History and etymology

The dish is of Greco-Roman origin. In 350 BCE, the ancient Greek poets Archestratos and Antiphanes first mentioned plakous. Cato the Elder's short work De agri cultura ("On Farming") from about 160 BC includes an elaborate recipe for placenta. Palatschinke still bears the same name of its Greek and Roman ancestors. 

The origin of the name comes from the Latin word placenta, which in turn is derived from the Greek word plakous for thin or layered flat breads. The name of the dish has followed a track of borrowing across several languages of Central and Southeastern Europe; the dish originates from the Roman era of Central Europe and the Austrian-German term palatschinke(n) is deemed to have been borrowed from Czech palačinka, that in turn from Hungarian palacsinta, and that in turn from Romanian plăcintă (a cake, a pie), where it ultimately derives from Latin placenta.

According to the Hungarian Ethnographic Encyclopedia, the Hungarian word palacsinta is an Italian loanword.

Palačinka is also the name in most West and South Slavic languages (Slovak palacinka, Bosnian, Bulgarian, Czech, Croatian, Montenegrin, Macedonian, Serbian, Slovenian palačinka, палачинка). In Polish, the equivalent is called a naleśnik, in Ukrainian налисник (nalysnyk) or млинець (mlynec), in Russian налистник (nalistnik) or блинчик (blinchik), in Romanian clătită.

Versions

Central European palatschinken (palačeke) are thin pancakes similar to the French crêpe. The main difference between the French and Central European version of the dish is that the mixture for palatschinken can be used straight away unlike that of crepes which is suggested to be left at rest for several hours. Palatschinken are made by creating a batter from eggs, wheat flour, milk, and salt and frying it in a pan with butter or oil. Unlike thicker types of pancakes, palatschinken are usually served with different types of fillings and eaten for lunch or dinner.

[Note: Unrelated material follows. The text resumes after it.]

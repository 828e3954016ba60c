// Service exports
pub mod dataset;

pub use dataset::{Dataset, DatasetError};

Palatschinken are traditionally rolled with apricot, strawberry, or plum jam, and sprinkled with confectioner's sugar. A variety of fruit sauces (like apple sauce), or thick fruit butters called lekvar (plum, prune, raspberry, cherry or sour cherry jam), lemon juice and sugar, chocolate sauce, hazelnut-chocolate cream (Nutella), almonds, dried or fresh fruits, sweet cottage or quark cheese and raisins, cocoa powder, poppy seed, are common modern ingredients. Rakott palacsinta are layered pancakes with sweet cottage cheese and raisins, jam and walnut layers between the pancakes, baked in the oven, comparable to the French mille crêpes.

A well-known Hungarian version of palatschinke is the Gundel pancake (Gundel palacsinta), made with ground walnuts, raisin, candied orange peel, cinnamon, and rum filling, served flambéed in dark chocolate sauce made with egg yolks, heavy cream, and cocoa.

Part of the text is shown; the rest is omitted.